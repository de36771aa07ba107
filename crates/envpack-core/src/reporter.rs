//! Reporter trait for dependency injection
//!
//! This trait allows core logic to report progress and status without
//! being coupled to a specific terminal implementation. It is passed to
//! the driver by reference and written only by the driver thread.

/// Progress and status sink for a pack run.
pub trait Reporter: Send + Sync {
    /// A new phase has started (e.g. "Analyzing", "Packing").
    fn section(&self, title: &str);

    /// One archive member has been written. `index` counts from 1 up to
    /// `total`.
    fn file_done(&self, index: usize, total: usize, arcname: &str);

    /// A downgraded error that did not stop the run.
    fn warning(&self, msg: &str);

    /// Final summary after the sink was finalized.
    fn summary(&self, files: usize, bytes: u64, elapsed_secs: f64);
}

impl<T: Reporter + ?Sized> Reporter for std::sync::Arc<T> {
    fn section(&self, title: &str) {
        (**self).section(title);
    }
    fn file_done(&self, index: usize, total: usize, arcname: &str) {
        (**self).file_done(index, total, arcname);
    }
    fn warning(&self, msg: &str) {
        (**self).warning(msg);
    }
    fn summary(&self, files: usize, bytes: u64, elapsed_secs: f64) {
        (**self).summary(files, bytes, elapsed_secs);
    }
}

/// A no-op reporter for silent operations (e.g., library use, testing).
#[derive(Debug, Clone, Copy)]
pub struct NullReporter;

impl Reporter for NullReporter {
    fn section(&self, _: &str) {}
    fn file_done(&self, _: usize, _: usize, _: &str) {}
    fn warning(&self, _: &str) {}
    fn summary(&self, _: usize, _: u64, _: f64) {}
}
+ + + + + + +
▶ **Problem statement**
The answer must consist of every line above that holds the string "written", copied exactly.

▶ **Task result**
//! the driver by reference and written only by the driver thread.
    /// One archive member has been written. `index` counts from 1 up to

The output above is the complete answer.